A dirigente sindical chama a atenção para a falta de referência para atendimentos de urgência e emergência psiquiátrica na capital, ficando apenas o Raul Soares sobrecarregado com casos que vêm do interior "uma vez que o entendimento é que esses casos sejam tratados pelo muncípio, mas muitos deles não têm estrutura para tanto".



Crises psquiátricas

 
Dagmar rechaça a "falsa informação" que trata a reabertura da unidade como "retorno ao manicômio". 

"Não há qualquer conflito com a Luta Antimanicomial, o atendimento hospitalar de casos psiquiátricos está previsto na Rede de Atenção Psicossocial (RAP) que também dispõe de diversos níveis de atendimentos, como os Cersam (Centros de Referência em Saúde Metal) os Caps (Centro de Antedimento Psicossocial), hospitais-dia, entre outros", afirma.

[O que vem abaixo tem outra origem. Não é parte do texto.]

//! Clipping of a loop edge against a single cell of the surface.

use crate::math::{Point2, Real};
use crate::utils::{
    barycentric_coordinates2d, classify_point_in_triangle2d, classify_point_on_segment2d,
    intersect_segments2d, IntersectType, PointInTriangle, PointOnLine, TRIANGLE_EDGES,
};
use arrayvec::ArrayVec;
use ordered_float::OrderedFloat;
use smallvec::SmallVec;

/// The two loop endpoints, three edge crossings and three vertices on the loop edge.
const MAX_TRACE_POINTS: usize = 8;

/// The local indices `(lo, hi)` of the endpoints of the edge `edge` of a triangle, ordered by
/// increasing global point id.
///
/// Edge parameters are always measured from `lo` to `hi` so that the two triangles sharing an
/// edge compute the exact same coordinates for the points inserted on it.
#[inline]
pub fn canonical_edge(ids: &[u32; 3], edge: u32) -> (usize, usize) {
    let (i, j) = TRIANGLE_EDGES[edge as usize];

    if ids[i] < ids[j] {
        (i, j)
    } else {
        (j, i)
    }
}

/// Where a trace point lies on the traced triangle.
#[derive(Copy, Clone, Debug, PartialEq)]
pub enum TraceLocation {
    /// On the vertex with the given local index. The existing point is reused.
    Vertex(u32),
    /// On the interior of an edge.
    Edge {
        /// The local index of the edge (see [`TRIANGLE_EDGES`]).
        edge: u32,
        /// The parameter along the edge, measured as defined by [`canonical_edge`].
        param: Real,
    },
    /// Strictly inside of the triangle, at the given barycentric coordinates.
    Interior([Real; 3]),
}

impl TraceLocation {
    // Vertices win over edges, edges win over the interior.
    fn priority(&self) -> u8 {
        match self {
            TraceLocation::Vertex(_) => 2,
            TraceLocation::Edge { .. } => 1,
            TraceLocation::Interior(_) => 0,
        }
    }

    fn lies_on_edge(&self, edge: usize) -> bool {
        match *self {
            TraceLocation::Vertex(v) => {
                let (i, j) = TRIANGLE_EDGES[edge];
                v as usize == i || v as usize == j
            }
            TraceLocation::Edge { edge: e, .. } => e as usize == edge,
            TraceLocation::Interior(_) => false,
        }
    }
}

/// A point where a loop edge enters, leaves or stops inside of a triangle.
#[derive(Copy, Clone, Debug, PartialEq)]
pub struct TracePoint {
    /// The parameter of this point along the loop edge.
    pub s: Real,
    /// The XY position of this point.
    pub xy: Point2<Real>,
    /// The location of this point on the triangle.
    pub location: TraceLocation,
}

/// The part of a loop edge that lies on a triangle.
#[derive(Clone, Debug, PartialEq)]
pub struct TriangleTrace {
    /// The trace points, sorted along the loop edge, and at least `tolerance` apart.
    pub points: ArrayVec<TracePoint, MAX_TRACE_POINTS>,
    /// Do consecutive points define a chord the triangle has to be split along?
    ///
    /// This is `false` for single points and for traces running along one triangle edge.
    pub chord: bool,
}

/// A point where a loop edge crosses one segment of a line cell.
#[derive(Copy, Clone, Debug, PartialEq)]
pub struct LineSplit {
    /// The index of the segment in the polyline.
    pub segment: u32,
    /// The parameter of the split along the segment, measured from its endpoint with the lowest
    /// id to the other one.
    pub param: Real,
}

/// Result of the clipping of a loop edge against one cell.
#[derive(Clone, Debug, PartialEq)]
pub enum CellTrace {
    /// The triangle is a sliver and can't be split.
    Degenerate,
    /// The loop edge touches the triangle.
    Triangle(TriangleTrace),
    /// The loop edge crosses the line.
    Line(SmallVec<[LineSplit; 2]>),
}

/// Clips the loop edge `p, q` against the triangle with vertices `xy` and point ids `ids`.
///
/// Returns `None` if the loop edge doesn't touch the triangle, or only touches it at some of its
/// vertices (in which case nothing needs to be inserted).
pub fn trace_triangle(
    ids: &[u32; 3],
    xy: &[Point2<Real>; 3],
    p: &Point2<Real>,
    q: &Point2<Real>,
    tolerance: Real,
) -> Option<CellTrace> {
    let [a, b, c] = xy;
    let mut candidates = ArrayVec::<TracePoint, MAX_TRACE_POINTS>::new();

    for (s, endpoint) in [(0.0, p), (1.0, q)] {
        let location = match classify_point_in_triangle2d(endpoint, a, b, c, tolerance) {
            PointInTriangle::Degenerate => return Some(CellTrace::Degenerate),
            PointInTriangle::Outside => continue,
            PointInTriangle::OnVertex(k) => TraceLocation::Vertex(k),
            PointInTriangle::OnEdge(k) => {
                let (lo, hi) = canonical_edge(ids, k);
                TraceLocation::Edge {
                    edge: k,
                    param: project_on_segment(endpoint, &xy[lo], &xy[hi]),
                }
            }
            PointInTriangle::Inside => {
                let bcoords = barycentric_coordinates2d(endpoint, a, b, c)?;
                TraceLocation::Interior(bcoords)
            }
        };

        candidates.push(TracePoint {
            s,
            xy: *endpoint,
            location,
        });
    }

    for edge in 0..3u32 {
        let (lo, hi) = canonical_edge(ids, edge);

        let location = match intersect_segments2d(p, q, &xy[lo], &xy[hi], tolerance) {
            IntersectType::NoIntersection => continue,
            IntersectType::Intersect { s, t } => (s, edge_location(edge, lo, hi, t)),
            IntersectType::Junction { s, t, on_second, .. } => match on_second {
                Some(0) => (s, TraceLocation::Vertex(lo as u32)),
                Some(_) => (s, TraceLocation::Vertex(hi as u32)),
                None => (s, edge_location(edge, lo, hi, t)),
            },
        };

        let (s, location) = location;
        candidates.push(TracePoint {
            s,
            xy: location_xy(&location, xy, lo, hi),
            location,
        });
    }

    // Vertices lying on the loop edge, including the ones of edges collinear with it.
    for (k, vtx) in xy.iter().enumerate() {
        let s = match classify_point_on_segment2d(vtx, p, q, tolerance) {
            PointOnLine::OnVertex(end) => end as Real,
            PointOnLine::Inside(s) => s,
            PointOnLine::Outside => continue,
        };

        candidates.push(TracePoint {
            s,
            xy: *vtx,
            location: TraceLocation::Vertex(k as u32),
        });
    }

    candidates.sort_by_key(|pt| OrderedFloat(pt.s));

    let mut points = ArrayVec::<TracePoint, MAX_TRACE_POINTS>::new();
    let tol2 = tolerance * tolerance;

    for candidate in candidates {
        match points.last_mut() {
            Some(last) if na::distance_squared(&last.xy, &candidate.xy) <= tol2 => {
                if candidate.location.priority() > last.location.priority() {
                    *last = candidate;
                }
            }
            _ => points.push(candidate),
        }
    }

    if points
        .iter()
        .all(|pt| matches!(pt.location, TraceLocation::Vertex(_)))
    {
        // Either nothing, or only existing points that are already connected by triangle edges.
        return None;
    }

    let along_edge = (0..3).any(|e| points.iter().all(|pt| pt.location.lies_on_edge(e)));
    let chord = points.len() >= 2 && !along_edge;

    Some(CellTrace::Triangle(TriangleTrace { points, chord }))
}

/// Clips the loop edge `p, q` against the polyline with vertices `xy` and point ids `ids`.
///
/// Returns `None` if the loop edge doesn't split any segment of the polyline. Loop edges crossing
/// the polyline at one of its vertices don't split it.
pub fn trace_line(
    ids: &[u32],
    xy: &[Point2<Real>],
    p: &Point2<Real>,
    q: &Point2<Real>,
    tolerance: Real,
) -> Option<CellTrace> {
    let mut splits = SmallVec::<[LineSplit; 2]>::new();

    for (k, pair) in ids.windows(2).enumerate() {
        let (lo, hi) = if pair[0] < pair[1] {
            (xy[k], xy[k + 1])
        } else {
            (xy[k + 1], xy[k])
        };
        let len = (hi - lo).norm();

        if len <= tolerance {
            continue;
        }

        let param_tol = tolerance / len;
        let mut push_split = |param: Real| {
            let is_new = splits
                .iter()
                .all(|split| {
                    split.segment != k as u32 || (split.param - param).abs() > param_tol
                });

            if is_new {
                splits.push(LineSplit {
                    segment: k as u32,
                    param,
                });
            }
        };

        match intersect_segments2d(p, q, &lo, &hi, tolerance) {
            IntersectType::Intersect { t, .. }
            | IntersectType::Junction {
                t, on_second: None, ..
            } => push_split(t),
            IntersectType::Junction { .. } | IntersectType::NoIntersection => {}
        }

        // Loop endpoints on the segment, covering the case of collinear edges.
        for endpoint in [p, q] {
            let on_segment = classify_point_on_segment2d(endpoint, &lo, &hi, tolerance);

            if let PointOnLine::Inside(t) = on_segment {
                push_split(t);
            }
        }
    }

    (!splits.is_empty()).then_some(CellTrace::Line(splits))
}

fn edge_location(edge: u32, lo: usize, hi: usize, t: Real) -> TraceLocation {
    // A crossing snapped to an endpoint of the triangle edge is a vertex.
    if t <= 0.0 {
        TraceLocation::Vertex(lo as u32)
    } else if t >= 1.0 {
        TraceLocation::Vertex(hi as u32)
    } else {
        TraceLocation::Edge { edge, param: t }
    }
}

fn location_xy(
    location: &TraceLocation,
    xy: &[Point2<Real>; 3],
    lo: usize,
    hi: usize,
) -> Point2<Real> {
    match *location {
        TraceLocation::Vertex(k) => xy[k as usize],
        TraceLocation::Edge { param, .. } => xy[lo] + (xy[hi] - xy[lo]) * param,
        TraceLocation::Interior(w) => Point2::from(
            xy[0].coords * w[0] + xy[1].coords * w[1] + xy[2].coords * w[2],
        ),
    }
}

fn project_on_segment(pt: &Point2<Real>, a: &Point2<Real>, b: &Point2<Real>) -> Real {
    let ab = b - a;
    let len2 = ab.norm_squared();

    if len2 == 0.0 {
        0.0
    } else {
        ((pt - a).dot(&ab) / len2).clamp(0.0, 1.0)
    }
}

De acordo com a médica, um hospital especializado é necessário para enfrentar situações de crise gravíssimas "quadros delirantes, depressivos intensos, situações que o indivíduo não consegue conter a agressividade".
 
Dagmer compara o atendimento hospitalar psiquiátrico a uma unidade coronariana, em que, diante de uma situação de crise cardíaca grave, o paciente tem uma equipe e equipamentos especializados à sua disposição.

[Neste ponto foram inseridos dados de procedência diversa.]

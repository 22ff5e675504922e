//! Bounding volumes.

#[doc(inline)]
pub use crate::bounding_volume::aabb::Aabb;
#[doc(inline)]
pub use crate::bounding_volume::bounding_volume::BoundingVolume;

#[doc(hidden)]
pub mod aabb;
#[doc(hidden)]
pub mod bounding_volume;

"Há casos em que a pessoa está em situação de colocar em risco a sua própria vida ou a de terceiros. É preciso um atendimento com olhar especial nesse momento."
 
Ela chamou a atenção tambem para as campanhas de prevenção ao suicídio que circularam, com o Setembro Amarelo. "O Galba Veloso tem nesses acolhidos um de seus principais públicos. Todos somos contra situação manicomial", adverte a médica.

Os pacientes são acompanhados desde o momento de internação e durante todo o tratamento por um familiar, a quem é oferecida orientação para casos de surto e informações de procedimentos e mediamentos. As internações são de curto período e não há isolamento, garante Dagmar.
 
O Galba Veloso nunca recebeu paciente com o novo coronavírus (foto: Gladyston Rodrigues/EM/D.A press)
 

CPI para apurar fechamento

 
A Câmara Municipal de Belo Horizonte instalou uma Comissão Parlamentar de Inquérito (CPI) para apurar as motivações do fechamento da unidade.

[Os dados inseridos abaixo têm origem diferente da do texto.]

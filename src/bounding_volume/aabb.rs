//! Axis Aligned Bounding Box of a footprint on the XY plane.

use crate::bounding_volume::BoundingVolume;
use crate::math::{Point2, Point3, Real, Vector2};
use num::Bounded;

/// An Axis-Aligned Bounding Box (AABB) of a 2D footprint.
///
/// Every cell and loop edge handled by the cutter is projected on the XY plane before any
/// spatial query, so the boxes used for candidate searches are two-dimensional.
///
/// - **mins**: the corner with the smallest coordinates on each axis.
/// - **maxs**: the corner with the largest coordinates on each axis.
/// - **Invariant**: `mins.x ≤ maxs.x` and `mins.y ≤ maxs.y` for any valid box. Boxes built with
///   [`Aabb::new_invalid`] have inverted bounds and are meant to be grown with
///   [`Aabb::take_point`] or [`BoundingVolume::merge`].
///
/// # Example
///
/// ```rust
/// use loopcut3d::bounding_volume::{Aabb, BoundingVolume};
/// use nalgebra::Point2;
///
/// let aabb = Aabb::from_points([Point2::new(1.0, 2.0), Point2::new(-1.0, 4.0)]);
/// assert_eq!(aabb.mins, Point2::new(-1.0, 2.0));
/// assert_eq!(aabb.maxs, Point2::new(1.0, 4.0));
/// assert!(aabb.intersects(&Aabb::new(Point2::new(0.5, 3.5), Point2::new(8.0, 8.0))));
/// ```
#[cfg_attr(feature = "serde-serialize", derive(Serialize, Deserialize))]
#[derive(Debug, PartialEq, Copy, Clone)]
pub struct Aabb {
    /// The point with minimum coordinates.
    pub mins: Point2<Real>,
    /// The point with maximum coordinates.
    pub maxs: Point2<Real>,
}

impl Aabb {
    /// Creates a new AABB.
    ///
    /// # Arguments:
    ///   * `mins` - position of the point with the smallest coordinates.
    ///   * `maxs` - position of the point with the highest coordinates. Each component of `mins`
    ///     must be smaller than the related components of `maxs`.
    #[inline]
    pub fn new(mins: Point2<Real>, maxs: Point2<Real>) -> Aabb {
        Aabb { mins, maxs }
    }

    /// Creates an invalid AABB with `mins` components set to `Real::max_values` and `maxs`
    /// components set to `-Real::max_values`.
    ///
    /// This is often used as the initial values of some AABB merging algorithms.
    #[inline]
    pub fn new_invalid() -> Self {
        Self::new(
            Vector2::repeat(Real::max_value()).into(),
            Vector2::repeat(-Real::max_value()).into(),
        )
    }

    /// Computes the AABB bounding the given points.
    pub fn from_points<I>(pts: I) -> Self
    where
        I: IntoIterator<Item = Point2<Real>>,
    {
        let mut result = Self::new_invalid();
        for pt in pts {
            result.take_point(pt);
        }
        result
    }

    /// Computes the AABB bounding the XY projection of the given 3D points.
    pub fn from_projected_points<'a, I>(pts: I) -> Self
    where
        I: IntoIterator<Item = &'a Point3<Real>>,
    {
        Self::from_points(pts.into_iter().map(|pt| pt.xy()))
    }

    /// The extents of this AABB.
    #[inline]
    pub fn extents(&self) -> Vector2<Real> {
        self.maxs - self.mins
    }

    /// Enlarges this `Aabb` so it also contains the point `pt`.
    pub fn take_point(&mut self, pt: Point2<Real>) {
        self.mins = self.mins.coords.inf(&pt.coords).into();
        self.maxs = self.maxs.coords.sup(&pt.coords).into();
    }

    /// Tests if the given point is inside of this AABB (boundary included).
    #[inline]
    pub fn contains_local_point(&self, point: &Point2<Real>) -> bool {
        point.x >= self.mins.x
            && point.x <= self.maxs.x
            && point.y >= self.mins.y
            && point.y <= self.maxs.y
    }
}

impl BoundingVolume for Aabb {
    #[inline]
    fn intersects(&self, other: &Aabb) -> bool {
        na::partial_le(&self.mins, &other.maxs) && na::partial_ge(&self.maxs, &other.mins)
    }

    #[inline]
    fn merge(&mut self, other: &Aabb) {
        self.mins = self.mins.inf(&other.mins);
        self.maxs = self.maxs.sup(&other.maxs);
    }

    #[inline]
    fn loosened(&self, amount: Real) -> Aabb {
        assert!(amount >= 0.0, "The loosening margin must be positive.");
        Aabb {
            mins: self.mins + Vector2::repeat(-amount),
            maxs: self.maxs + Vector2::repeat(amount),
        }
    }
}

Em depoimento à comissão na segunda-feira (28), Fábio Baccheretti, presidente da Fhemig, disse que a decisão sobre o Galba Veloso foi tomada durante  reunião que não contou com a presença de dirigentes dos hospitais envolvidos.

A determinação foi fruto de remanejamentos que vinham sendo feitos em toda a rede hospitalar para o atendimento aos pacientes da COVID-19, e o Galba seria então retaguarda para os pacientes em tratamento do HIV e de doenças pulmonares.

“Foi decidido que o (hospital) Eduardo de Menezes, que atende HIV, atenderia 100% de COVID-19, e que o (hospital) Júlia (Kubistchek) também teria leitos para COVID. Então, usaríamos os leitos do Galba para esta retaguarda do HIV e das doenças pulmonares”, explicou. 



Ele diz que antes da chegada da pandemia provocada pelo novo coronavírus nenhuma conversa tinha sido iniciada para o fechamento do hospital. 
 
Na década de 1990, novas soluções foram aplicadas para a saúde mental. Gradativamente o Ministério da Saúde substituiu o tratamento em hospitais por atendimentos comunitários. As Leis Federais 8.080/1990 e 8.142/90, instituíram a rede de atenção à saúde mental, junto com a criação do SUS (Sistema Único de Saúde).

Foi atribuído ao Estado a responsabilidade de promover um tratamento em comunidade, possibilitando a livre circulação dos pacientes e não mais a internação e o isolamento, contando com os serviços de Centros de Atenção Psicossocial (CAPS); os Serviços Residenciais Terapêuticos (SRT); os Centros de Convivência e Cultura, as Unidade de Acolhimento (UAs), e os leitos de atenção integral (em Hospitais Gerais, nos CAPS).